Masino: New deliveries are the most expensive options available in the market. For some occupiers, a new building offers many advantages in terms of location, design, and amenities. Given how low our vacancy rates are, new properties in many cases represent the only available option. However, second-generation space is clearly still in demand and in some cases offers the benefit of having been previously occupied (i.e., electrical runs or upgraded office space). Price is always a major consideration and for those looking to achieve cost savings, second-generation space will do just fine.
Conte: Most tenants prefer the Class A space and given that the delta in price between A and B is marginal, most opt for Class A space when available.

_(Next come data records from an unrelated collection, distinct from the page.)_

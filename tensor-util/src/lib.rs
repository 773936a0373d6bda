pub mod blend;
pub mod colorspace;
pub mod composite;
pub mod resample;
pub mod sampling;
pub mod traits;
pub mod warp;

pub use candle_core;
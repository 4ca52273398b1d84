//! Chat endpoint failures.
//!
//! Everything the handler can fail with, mapped onto the storefront's
//! error envelope `{intent: "error", message}`. Messages stay polite and
//! never leak upstream details; those go to the log instead.

use axum::http::StatusCode;
use axum::response::{IntoResponse, Response};
use axum::Json;
use serde_json::json;
use thiserror::Error;
use tracing::error;

use crate::provider::ProviderError;

#[derive(Debug, Error)]
pub enum ChatError {
    /// No provider credential is configured, so nothing can be classified.
    #[error("no provider credentials configured")]
    MissingCredentials,
    #[error(transparent)]
    Upstream(#[from] ProviderError),
    #[error(transparent)]
    Internal(#[from] anyhow::Error),
}

impl IntoResponse for ChatError {
    fn into_response(self) -> Response {
        let (status, message) = match &self {
            ChatError::MissingCredentials => {
                (StatusCode::INTERNAL_SERVER_ERROR, "Server Error: API Key missing.")
            }
            ChatError::Upstream(_) => (
                StatusCode::BAD_GATEWAY,
                "I'm having a little trouble connecting to my brain right now. \
                 Please try again in a moment! 🧠",
            ),
            ChatError::Internal(_) => {
                (StatusCode::INTERNAL_SERVER_ERROR, "Internal Server Error")
            }
        };
        error!("Chat request failed: {}", self);
        (status, Json(json!({ "intent": "error", "message": message }))).into_response()
    }
}
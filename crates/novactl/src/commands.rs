//! Command runners for novactl.

use anyhow::Result;

use crate::client::NovadClient;
use crate::display;

/// Run the chat command
pub async fn chat(addr: &str, message: Vec<String>) -> Result<()> {
    let client = NovadClient::new(addr);
    let reply = client.chat(&message.join(" ")).await?;
    display::print_chat_reply(&reply);
    Ok(())
}

/// Run the analytics command
pub async fn analytics(addr: &str, json: bool) -> Result<()> {
    let client = NovadClient::new(addr);
    let reply = client.analytics().await?;
    if json {
        println!("{}", serde_json::to_string_pretty(&reply)?);
    } else {
        display::print_analytics(&reply);
    }
    Ok(())
}

/// Run the health command
pub async fn health(addr: &str, json: bool) -> Result<()> {
    let client = NovadClient::new(addr);
    let health = client.health().await?;
    if json {
        println!("{}", serde_json::to_string_pretty(&health)?);
    } else {
        display::print_health(&health);
    }
    Ok(())
}
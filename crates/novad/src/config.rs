//! Configuration management for novad.
//!
//! Loads settings from /etc/nova/config.toml or uses defaults. Provider
//! credentials come from the environment only, never from the file on disk.

use anyhow::Result;
use serde::{Deserialize, Serialize};
use std::fs;
use tracing::{info, warn};

/// Config file path
pub const CONFIG_PATH: &str = "/etc/nova/config.toml";

/// Environment variable holding the chat-completions (primary) API key.
pub const OPENROUTER_KEY_ENV: &str = "OPENROUTER_API_KEY";

/// Environment variable holding the generate-content (fallback) API key.
pub const GEMINI_KEY_ENV: &str = "GEMINI_API_KEY";

/// Optional attribution pair forwarded to the primary provider.
pub const SITE_URL_ENV: &str = "NOVA_SITE_URL";
pub const SITE_NAME_ENV: &str = "NOVA_SITE_NAME";

/// HTTP server configuration
#[derive(Debug, Clone, Serialize, Deserialize)]
pub struct ServerConfig {
    /// Listen address for the chat API
    #[serde(default = "default_bind_addr")]
    pub bind_addr: String,
}

fn default_bind_addr() -> String {
    "127.0.0.1:7850".to_string()
}

impl Default for ServerConfig {
    fn default() -> Self {
        Self { bind_addr: default_bind_addr() }
    }
}

/// Upstream provider configuration
#[derive(Debug, Clone, Serialize, Deserialize)]
pub struct ProviderConfig {
    /// Model requested through the chat-completions primary
    #[serde(default = "default_primary_model")]
    pub primary_model: String,

    /// Model requested through the generate-content fallback
    #[serde(default = "default_fallback_model")]
    pub fallback_model: String,

    /// Output token budget for the primary call
    #[serde(default = "default_max_output_tokens")]
    pub max_output_tokens: u32,

    /// Fallback attempts before the request fails
    #[serde(default = "default_retry_attempts")]
    pub retry_attempts: u32,

    /// Initial fallback backoff in milliseconds, doubled per attempt
    #[serde(default = "default_retry_backoff_ms")]
    pub retry_backoff_ms: u64,

    /// Per-request HTTP timeout in seconds
    #[serde(default = "default_request_timeout")]
    pub request_timeout_secs: u64,

    /// Filled from the environment by [`NovaConfig::load`], never from disk
    #[serde(skip)]
    pub openrouter_api_key: Option<String>,

    #[serde(skip)]
    pub gemini_api_key: Option<String>,

    #[serde(skip)]
    pub site_url: Option<String>,

    #[serde(skip)]
    pub site_name: Option<String>,
}

fn default_primary_model() -> String {
    "google/gemini-2.5-flash".to_string()
}

fn default_fallback_model() -> String {
    "gemini-2.5-flash-preview-09-2025".to_string()
}

fn default_max_output_tokens() -> u32 {
    512
}

fn default_retry_attempts() -> u32 {
    3 // initial call plus two retries
}

fn default_retry_backoff_ms() -> u64 {
    500
}

fn default_request_timeout() -> u64 {
    30
}

impl Default for ProviderConfig {
    fn default() -> Self {
        Self {
            primary_model: default_primary_model(),
            fallback_model: default_fallback_model(),
            max_output_tokens: default_max_output_tokens(),
            retry_attempts: default_retry_attempts(),
            retry_backoff_ms: default_retry_backoff_ms(),
            request_timeout_secs: default_request_timeout(),
            openrouter_api_key: None,
            gemini_api_key: None,
            site_url: None,
            site_name: None,
        }
    }
}

/// Analytics log configuration
#[derive(Debug, Clone, Default, Serialize, Deserialize)]
pub struct AnalyticsConfig {
    /// Ring-buffer capacity. Unset means the log grows for the process
    /// lifetime, matching the storefront's demo behavior.
    #[serde(default)]
    pub max_entries: Option<usize>,
}

/// Full daemon configuration
#[derive(Debug, Clone, Default, Serialize, Deserialize)]
pub struct NovaConfig {
    #[serde(default)]
    pub server: ServerConfig,

    #[serde(default)]
    pub providers: ProviderConfig,

    #[serde(default)]
    pub analytics: AnalyticsConfig,
}

impl NovaConfig {
    /// Load config from file or defaults, then pull credentials from the
    /// environment.
    pub fn load() -> Self {
        let mut config = Self::load_from_path(CONFIG_PATH).unwrap_or_else(|e| {
            warn!("Config not found, using defaults: {}", e);
            NovaConfig::default()
        });
        config.apply_env();
        config
    }

    fn load_from_path(path: &str) -> Result<Self> {
        let content = fs::read_to_string(path)?;
        let config: NovaConfig = toml::from_str(&content)?;
        info!("Loaded config from {}", path);
        Ok(config)
    }

    /// Read provider credentials and attribution from the environment.
    /// Blank values count as absent.
    pub fn apply_env(&mut self) {
        self.providers.openrouter_api_key = env_non_empty(OPENROUTER_KEY_ENV);
        self.providers.gemini_api_key = env_non_empty(GEMINI_KEY_ENV);
        self.providers.site_url = env_non_empty(SITE_URL_ENV);
        self.providers.site_name = env_non_empty(SITE_NAME_ENV);
    }
}

fn env_non_empty(name: &str) -> Option<String> {
    std::env::var(name).ok().filter(|v| !v.trim().is_empty())
}

#[cfg(test)]
mod tests {
    use super::*;
    use std::io::Write;

    #[test]
    fn test_default_config() {
        let config = NovaConfig::default();
        assert_eq!(config.server.bind_addr, "127.0.0.1:7850");
        assert_eq!(config.providers.retry_attempts, 3);
        assert_eq!(config.providers.retry_backoff_ms, 500);
        assert!(config.providers.openrouter_api_key.is_none());
        assert!(config.analytics.max_entries.is_none());
    }

    #[test]
    fn test_parse_toml_partial() {
        let toml_str = r#"
[server]
bind_addr = "127.0.0.1:9000"

[providers]
primary_model = "openai/gpt-4o-mini"
retry_attempts = 5
"#;
        let config: NovaConfig = toml::from_str(toml_str).unwrap();
        assert_eq!(config.server.bind_addr, "127.0.0.1:9000");
        assert_eq!(config.providers.primary_model, "openai/gpt-4o-mini");
        assert_eq!(config.providers.retry_attempts, 5);
        // Defaults for missing fields
        assert_eq!(config.providers.max_output_tokens, 512);
        assert_eq!(config.providers.fallback_model, default_fallback_model());
    }

    #[test]
    fn test_analytics_cap_parse() {
        let config: NovaConfig = toml::from_str("[analytics]\nmax_entries = 128\n").unwrap();
        assert_eq!(config.analytics.max_entries, Some(128));
    }

    #[test]
    fn test_load_from_file() {
        let mut file = tempfile::NamedTempFile::new().unwrap();
        writeln!(file, "[providers]\nrequest_timeout_secs = 5").unwrap();
        let config = NovaConfig::load_from_path(file.path().to_str().unwrap()).unwrap();
        assert_eq!(config.providers.request_timeout_secs, 5);
    }

    #[test]
    fn test_keys_never_come_from_disk() {
        let toml_str = r#"
[providers]
openrouter_api_key = "sk-leaked"
"#;
        // Unknown-to-serde fields are ignored; the key slot stays empty.
        let config: NovaConfig = toml::from_str(toml_str).unwrap();
        assert!(config.providers.openrouter_api_key.is_none());
    }
}
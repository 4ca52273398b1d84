//! Nova Control - CLI client for the Nova storefront daemon

use clap::Parser;
use novactl::cli::{Cli, Commands};
use novactl::{commands, errors};
use owo_colors::OwoColorize;

#[tokio::main]
async fn main() {
    let cli = Cli::parse();

    let result = match cli.command {
        Commands::Chat { message } => commands::chat(&cli.addr, message).await,
        Commands::Analytics { json } => commands::analytics(&cli.addr, json).await,
        Commands::Health { json } => commands::health(&cli.addr, json).await,
    };

    if let Err(e) = result {
        eprintln!("{} {:#}", "error:".red(), e);
        std::process::exit(errors::exit_code_for(&e));
    }
}
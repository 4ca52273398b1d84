//! Error codes and exit status for novactl

/// Exit code for success
pub const EXIT_SUCCESS: i32 = 0;

/// Exit code for general errors
pub const EXIT_GENERAL_ERROR: i32 = 1;

/// Exit code when the daemon returns a reply the CLI cannot decode
pub const EXIT_INVALID_RESPONSE: i32 = 65;

/// Exit code when the daemon is unavailable/unreachable
pub const EXIT_DAEMON_UNAVAILABLE: i32 = 70;

/// Map an error chain onto an exit status.
pub fn exit_code_for(error: &anyhow::Error) -> i32 {
    for cause in error.chain() {
        if let Some(e) = cause.downcast_ref::<reqwest::Error>() {
            if e.is_connect() || e.is_timeout() {
                return EXIT_DAEMON_UNAVAILABLE;
            }
            if e.is_decode() {
                return EXIT_INVALID_RESPONSE;
            }
        }
        if cause.downcast_ref::<serde_json::Error>().is_some() {
            return EXIT_INVALID_RESPONSE;
        }
    }
    EXIT_GENERAL_ERROR
}
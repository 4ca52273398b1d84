//! Generate-content fallback backend (Gemini).

use std::time::Duration;

use async_trait::async_trait;
use nova_common::{ChatRequest, MediaKind};
use serde_json::{json, Value};

use super::{truncate_body, GenerativeBackend, ProviderError};
use crate::config::ProviderConfig;

pub const GEMINI_ID: &str = "gemini";

const GEMINI_BASE_URL: &str = "https://generativelanguage.googleapis.com/v1beta/models";

pub struct GeminiBackend {
    client: reqwest::Client,
    api_key: String,
    model: String,
}

impl GeminiBackend {
    pub fn new(config: &ProviderConfig, api_key: String) -> anyhow::Result<Self> {
        let client = reqwest::Client::builder()
            .timeout(Duration::from_secs(config.request_timeout_secs))
            .build()?;
        Ok(Self { client, api_key, model: config.fallback_model.clone() })
    }

    fn request_body(system_prompt: &str, request: &ChatRequest) -> Value {
        let mut parts = vec![json!({"text": request.message})];
        for media in &request.media {
            parts.push(json!({
                "file_data": {
                    "file_uri": media.url,
                    "mime_type": mime_hint(media.kind),
                }
            }));
        }
        json!({
            "contents": [{"parts": parts}],
            "systemInstruction": {"parts": [{"text": system_prompt}]},
            "generationConfig": {"responseMimeType": "application/json"},
        })
    }
}

fn mime_hint(kind: MediaKind) -> &'static str {
    match kind {
        MediaKind::Image => "image/*",
        MediaKind::Video => "video/*",
        MediaKind::Audio => "audio/*",
    }
}

#[async_trait]
impl GenerativeBackend for GeminiBackend {
    fn id(&self) -> &'static str {
        GEMINI_ID
    }

    async fn classify(
        &self,
        system_prompt: &str,
        request: &ChatRequest,
    ) -> Result<String, ProviderError> {
        let url = format!("{}/{}:generateContent?key={}", GEMINI_BASE_URL, self.model, self.api_key);
        let body = Self::request_body(system_prompt, request);

        let response = self
            .client
            .post(&url)
            .json(&body)
            .send()
            .await
            .map_err(|e| ProviderError::Transport { provider: GEMINI_ID, message: e.to_string() })?;

        let status = response.status();
        if !status.is_success() {
            let body = response.text().await.unwrap_or_default();
            return Err(ProviderError::UpstreamStatus {
                provider: GEMINI_ID,
                status: status.as_u16(),
                body: truncate_body(&body),
            });
        }

        let reply: Value = response.json().await.map_err(|e| ProviderError::Transport {
            provider: GEMINI_ID,
            message: e.to_string(),
        })?;

        // Usable only when at least one candidate carries text.
        reply
            .get("candidates")
            .and_then(|v| v.get(0))
            .and_then(|v| v.get("content"))
            .and_then(|v| v.get("parts"))
            .and_then(|v| v.get(0))
            .and_then(|v| v.get("text"))
            .and_then(|v| v.as_str())
            .map(|s| s.to_string())
            .ok_or(ProviderError::MissingCandidates { provider: GEMINI_ID })
    }
}
//! API routes for novad

use std::sync::Arc;

use axum::{
    extract::State,
    response::{IntoResponse, Response},
    routing::{get, post},
    Json, Router,
};
use chrono::Utc;
use nova_common::{AnalyticsReply, ChatReply, ChatRequest, HealthReply, ReplyMeta, GET_ANALYTICS};
use tracing::info;

use crate::error::ChatError;
use crate::extractor::extract_intent;
use crate::intent::Intent;
use crate::prompts::SYSTEM_PROMPT;
use crate::router::route_intent;
use crate::server::AppState;

type AppStateArc = Arc<AppState>;

// ============================================================================
// Chat Routes
// ============================================================================

pub fn chat_routes() -> Router<AppStateArc> {
    Router::new().route("/chat", post(chat))
}

async fn chat(
    State(state): State<AppStateArc>,
    Json(req): Json<ChatRequest>,
) -> Result<Response, ChatError> {
    if !state.providers.has_backend() {
        return Err(ChatError::MissingCredentials);
    }

    // Dashboard introspection: dump the log instead of routing.
    if req.message == GET_ANALYTICS {
        let analytics = state.analytics.snapshot().await;
        return Ok(Json(AnalyticsReply { analytics }).into_response());
    }

    let upstream = state.providers.classify(SYSTEM_PROMPT, &req).await?;
    let result = extract_intent(&upstream.text);
    info!("  Classified as {} via {}", result.intent, upstream.provider);

    // The proactive welcome is widget-triggered, not a user query.
    if result.kind() != Intent::TriggerWelcome {
        state
            .analytics
            .record(&result.intent, &result.analytics_term())
            .await;
    }

    let routed = route_intent(&result, &state.catalog);
    let reply = ChatReply {
        intent: result.intent,
        message: routed.message,
        kind: routed.kind,
        data: routed.data,
        meta: ReplyMeta { provider: upstream.provider.to_string(), timestamp: Utc::now() },
    };
    Ok(Json(reply).into_response())
}

// ============================================================================
// Health Routes
// ============================================================================

pub fn health_routes() -> Router<AppStateArc> {
    Router::new().route("/health", get(health_check))
}

async fn health_check(State(state): State<AppStateArc>) -> Json<HealthReply> {
    Json(HealthReply {
        status: "ok".to_string(),
        version: env!("CARGO_PKG_VERSION").to_string(),
        uptime_seconds: state.start_time.elapsed().as_secs(),
        products_loaded: state.catalog.products.len(),
        orders_loaded: state.catalog.orders.len(),
        backends: state
            .providers
            .backend_ids()
            .into_iter()
            .map(String::from)
            .collect(),
    })
}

Stratman: I actually think the best thing that’s happened to Class B industrial owners has been the amount of new modern spec. With lease rates on new builds increasing in conjunction with the cost of construction, owners of Class B buildings have been able to push rent as well. Sure, the rent isn’t as high as modern warehouses, but you can raise rent and look cheap by comparison. I also think the cost of buildout in modern warehouses is causing some tenants to potentially consider Class B when they might not have otherwise. Can you stack as much in a 1980s-build Class B compared to a modern class A? Do the savings in buildout costs outweigh the functional obsolescence? Potentially.
Cheema: Depends on the tenant. The hardest thing right now is finding space for tenants with either column spacing, ceiling height, dock, or yard requirement; beggars can't be choosers. For easy requirements, I have tenants that would pick a Class B space to save on cost because they just need a box; on the other hand, I have clients that will pay a premium if there are cross docking capabilities. Finally, I have a listing that is Class C for sale: not ideal for an investor as offers can come in low, but I did have an owner-user that came very close to asking because they need the space for operations and there is no inventory for sale.
Q: With the niche categories of industrial that have come into prominence in the past few years (e.g., cold storage, data centers), are you finding that SIORs in the industrial space need to become familiar with a variety of product types or are they better off specializing?
Masino: Niche industrial markets, such as cold storage or data centers, are not in high demand in our market by a wide variety of occupiers. If one were to specialize in only cold storage in our market, one would be hard pressed to succeed absent understanding other industrial property types. As a brokerage professional in our market, the better decision is to thoroughly understand a range of industrial property types in order to provide solutions for diverse requirements.
Conte: I find that having a strong understanding in all niche categories proves most helpful. Knowing the best professionals who specialize in the actual inner workings such as refrigeration, IT, etc. is where we as SIORs can separate ourselves from non-SIORs. I maintain that one specializes in a market and not a sector.
Stratman: In Omaha, data centers have been huge. Data centers alone have absorbed 2,400 acres in the Omaha metro over the last few years. If you are a broker listing industrial land in our market, you have to be considering whether the site is a good potential fit for a data center. This might mean having a deeper understanding of power availability or redundancy. I’m not quite sure in Omaha it makes sense to specialize in data centers alone, but you certainly need to be mindful of their needs when representing a landowner.
Cheema: For me, I focus on 3PL, manufacturing and distribution. For cold storage, specialty R&D or data centers, I will bring in a fellow SIOR who has expertise in the subject matter.